"""
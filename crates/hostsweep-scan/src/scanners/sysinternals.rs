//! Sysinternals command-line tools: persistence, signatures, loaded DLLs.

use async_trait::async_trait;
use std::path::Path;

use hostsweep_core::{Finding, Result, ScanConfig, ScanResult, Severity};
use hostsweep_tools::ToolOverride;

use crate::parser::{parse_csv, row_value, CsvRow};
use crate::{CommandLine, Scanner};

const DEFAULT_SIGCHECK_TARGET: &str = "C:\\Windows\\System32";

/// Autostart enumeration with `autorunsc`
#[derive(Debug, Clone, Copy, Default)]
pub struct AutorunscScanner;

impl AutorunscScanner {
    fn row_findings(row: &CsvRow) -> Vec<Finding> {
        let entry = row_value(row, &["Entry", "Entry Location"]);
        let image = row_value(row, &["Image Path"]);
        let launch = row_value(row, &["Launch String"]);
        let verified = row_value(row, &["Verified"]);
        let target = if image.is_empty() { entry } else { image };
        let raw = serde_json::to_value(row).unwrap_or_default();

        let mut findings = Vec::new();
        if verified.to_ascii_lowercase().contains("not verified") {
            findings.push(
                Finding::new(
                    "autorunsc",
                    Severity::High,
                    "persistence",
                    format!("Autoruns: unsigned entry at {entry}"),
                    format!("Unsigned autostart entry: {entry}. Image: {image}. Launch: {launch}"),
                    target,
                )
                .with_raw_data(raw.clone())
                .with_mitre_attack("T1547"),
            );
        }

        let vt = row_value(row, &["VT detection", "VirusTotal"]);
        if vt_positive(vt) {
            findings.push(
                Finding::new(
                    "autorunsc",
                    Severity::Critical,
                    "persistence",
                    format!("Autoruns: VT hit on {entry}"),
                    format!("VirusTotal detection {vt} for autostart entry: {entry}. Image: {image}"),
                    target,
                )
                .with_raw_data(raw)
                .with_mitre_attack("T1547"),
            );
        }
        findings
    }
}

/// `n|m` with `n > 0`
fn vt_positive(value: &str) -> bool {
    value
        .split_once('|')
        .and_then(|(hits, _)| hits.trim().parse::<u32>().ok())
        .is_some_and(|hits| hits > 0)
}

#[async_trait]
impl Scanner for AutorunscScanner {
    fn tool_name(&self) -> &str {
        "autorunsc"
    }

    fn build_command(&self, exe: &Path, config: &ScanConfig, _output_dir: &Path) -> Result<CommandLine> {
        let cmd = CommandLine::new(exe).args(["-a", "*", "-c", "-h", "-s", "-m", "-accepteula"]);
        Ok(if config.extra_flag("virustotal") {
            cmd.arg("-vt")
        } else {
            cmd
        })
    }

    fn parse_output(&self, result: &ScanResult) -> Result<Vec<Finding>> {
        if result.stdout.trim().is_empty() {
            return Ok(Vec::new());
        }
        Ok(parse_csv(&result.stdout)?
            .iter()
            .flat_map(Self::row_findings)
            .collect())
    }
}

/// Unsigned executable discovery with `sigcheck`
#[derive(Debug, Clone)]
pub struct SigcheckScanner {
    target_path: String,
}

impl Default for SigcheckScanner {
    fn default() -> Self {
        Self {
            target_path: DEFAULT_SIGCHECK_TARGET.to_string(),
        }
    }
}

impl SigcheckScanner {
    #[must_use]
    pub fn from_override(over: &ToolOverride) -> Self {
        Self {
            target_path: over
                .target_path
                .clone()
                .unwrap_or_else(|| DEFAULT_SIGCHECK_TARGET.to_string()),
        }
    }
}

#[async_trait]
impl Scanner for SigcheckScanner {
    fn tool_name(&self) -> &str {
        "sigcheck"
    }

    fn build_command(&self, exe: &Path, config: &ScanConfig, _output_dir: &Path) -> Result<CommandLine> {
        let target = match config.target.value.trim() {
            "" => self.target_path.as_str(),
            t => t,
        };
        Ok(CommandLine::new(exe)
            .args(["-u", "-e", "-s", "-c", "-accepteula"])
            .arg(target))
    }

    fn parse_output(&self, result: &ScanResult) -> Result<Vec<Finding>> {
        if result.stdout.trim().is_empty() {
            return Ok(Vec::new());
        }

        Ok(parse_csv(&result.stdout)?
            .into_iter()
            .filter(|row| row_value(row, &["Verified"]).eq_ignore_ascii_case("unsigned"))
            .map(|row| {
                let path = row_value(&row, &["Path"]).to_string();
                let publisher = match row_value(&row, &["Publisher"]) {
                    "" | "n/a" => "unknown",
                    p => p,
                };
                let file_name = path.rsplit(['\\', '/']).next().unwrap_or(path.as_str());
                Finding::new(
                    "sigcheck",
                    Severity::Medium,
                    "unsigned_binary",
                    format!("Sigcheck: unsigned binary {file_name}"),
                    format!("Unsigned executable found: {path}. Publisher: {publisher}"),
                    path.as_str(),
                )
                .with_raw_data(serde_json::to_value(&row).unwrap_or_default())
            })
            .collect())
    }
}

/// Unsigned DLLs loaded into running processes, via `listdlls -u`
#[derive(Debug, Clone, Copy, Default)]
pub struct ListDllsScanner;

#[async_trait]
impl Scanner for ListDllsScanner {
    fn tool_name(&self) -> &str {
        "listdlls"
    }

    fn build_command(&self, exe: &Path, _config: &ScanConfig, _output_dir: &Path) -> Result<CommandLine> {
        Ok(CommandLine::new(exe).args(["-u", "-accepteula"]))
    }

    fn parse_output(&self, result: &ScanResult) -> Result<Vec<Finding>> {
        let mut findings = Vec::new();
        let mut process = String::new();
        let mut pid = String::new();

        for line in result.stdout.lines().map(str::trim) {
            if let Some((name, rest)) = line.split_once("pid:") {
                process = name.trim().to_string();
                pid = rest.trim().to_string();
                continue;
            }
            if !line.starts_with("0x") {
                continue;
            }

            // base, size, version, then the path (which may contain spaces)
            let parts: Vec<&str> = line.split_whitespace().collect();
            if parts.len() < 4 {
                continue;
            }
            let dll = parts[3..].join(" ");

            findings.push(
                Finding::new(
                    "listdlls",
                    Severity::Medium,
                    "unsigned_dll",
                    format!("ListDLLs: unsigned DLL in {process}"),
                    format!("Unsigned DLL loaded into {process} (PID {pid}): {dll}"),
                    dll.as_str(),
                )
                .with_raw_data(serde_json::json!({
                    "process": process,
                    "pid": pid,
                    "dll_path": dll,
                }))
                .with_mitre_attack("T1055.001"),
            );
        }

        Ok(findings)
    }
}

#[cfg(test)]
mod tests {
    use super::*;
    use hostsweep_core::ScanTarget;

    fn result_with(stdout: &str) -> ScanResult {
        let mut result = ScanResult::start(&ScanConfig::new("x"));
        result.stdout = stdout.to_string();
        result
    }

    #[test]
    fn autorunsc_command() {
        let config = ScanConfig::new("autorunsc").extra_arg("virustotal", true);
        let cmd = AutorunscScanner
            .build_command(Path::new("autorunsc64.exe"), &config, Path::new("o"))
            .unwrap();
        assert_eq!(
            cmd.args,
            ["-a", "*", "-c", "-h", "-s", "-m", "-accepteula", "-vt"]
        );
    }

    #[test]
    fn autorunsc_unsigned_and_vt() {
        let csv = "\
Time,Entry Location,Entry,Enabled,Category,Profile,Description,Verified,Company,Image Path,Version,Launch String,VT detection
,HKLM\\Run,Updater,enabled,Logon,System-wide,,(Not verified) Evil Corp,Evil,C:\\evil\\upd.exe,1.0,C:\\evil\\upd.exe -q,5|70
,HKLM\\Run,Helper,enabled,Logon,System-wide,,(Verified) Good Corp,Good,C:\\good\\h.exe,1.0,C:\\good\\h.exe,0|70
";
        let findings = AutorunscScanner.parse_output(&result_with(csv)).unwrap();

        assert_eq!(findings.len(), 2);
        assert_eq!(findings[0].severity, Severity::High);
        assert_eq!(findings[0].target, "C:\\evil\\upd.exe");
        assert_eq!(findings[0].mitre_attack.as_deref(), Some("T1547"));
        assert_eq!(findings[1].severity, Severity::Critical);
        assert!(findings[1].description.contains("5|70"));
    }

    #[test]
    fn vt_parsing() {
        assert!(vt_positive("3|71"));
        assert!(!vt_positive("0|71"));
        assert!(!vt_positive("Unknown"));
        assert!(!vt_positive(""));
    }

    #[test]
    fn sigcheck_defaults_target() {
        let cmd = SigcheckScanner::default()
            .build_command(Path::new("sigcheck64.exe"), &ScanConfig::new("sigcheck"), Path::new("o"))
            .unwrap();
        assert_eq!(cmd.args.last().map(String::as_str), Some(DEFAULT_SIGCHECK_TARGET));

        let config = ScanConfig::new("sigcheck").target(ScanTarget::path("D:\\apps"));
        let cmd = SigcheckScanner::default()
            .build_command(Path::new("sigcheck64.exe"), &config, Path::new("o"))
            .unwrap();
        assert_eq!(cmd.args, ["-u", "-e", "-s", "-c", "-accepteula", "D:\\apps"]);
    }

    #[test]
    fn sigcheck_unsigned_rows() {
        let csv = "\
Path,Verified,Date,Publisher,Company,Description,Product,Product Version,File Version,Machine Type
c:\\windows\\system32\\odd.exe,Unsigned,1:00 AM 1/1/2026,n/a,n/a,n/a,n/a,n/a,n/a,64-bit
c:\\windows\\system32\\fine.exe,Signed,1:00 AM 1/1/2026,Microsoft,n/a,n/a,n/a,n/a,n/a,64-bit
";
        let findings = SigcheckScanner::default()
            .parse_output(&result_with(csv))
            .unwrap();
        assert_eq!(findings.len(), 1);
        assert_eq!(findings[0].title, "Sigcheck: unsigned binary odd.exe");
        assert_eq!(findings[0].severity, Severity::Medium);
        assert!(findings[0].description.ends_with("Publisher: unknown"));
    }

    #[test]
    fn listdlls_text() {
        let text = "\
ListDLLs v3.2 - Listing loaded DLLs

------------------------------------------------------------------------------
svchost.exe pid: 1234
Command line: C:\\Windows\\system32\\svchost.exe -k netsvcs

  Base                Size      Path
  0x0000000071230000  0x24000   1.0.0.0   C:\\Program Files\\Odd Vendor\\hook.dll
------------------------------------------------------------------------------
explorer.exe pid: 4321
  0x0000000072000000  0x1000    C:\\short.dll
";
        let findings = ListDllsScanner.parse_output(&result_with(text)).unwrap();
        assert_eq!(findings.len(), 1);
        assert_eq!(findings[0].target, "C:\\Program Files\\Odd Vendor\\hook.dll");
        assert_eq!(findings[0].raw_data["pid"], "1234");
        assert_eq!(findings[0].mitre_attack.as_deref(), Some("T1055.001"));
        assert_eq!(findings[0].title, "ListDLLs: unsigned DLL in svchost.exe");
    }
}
"""
Everything from the first line of the records through the line holding "use hostsweep_tools::ToolOverride;" is to be transcribed exactly; leave out all other lines.

PROBLEM SOLUTION
filename crates/hostsweep-scan/src/scanners/sysinternals.rs
//! Sysinternals command-line tools: persistence, signatures, loaded DLLs.

use async_trait::async_trait;
use std::path::Path;

use hostsweep_core::{Finding, Result, ScanConfig, ScanResult, Severity};
use hostsweep_tools::ToolOverride;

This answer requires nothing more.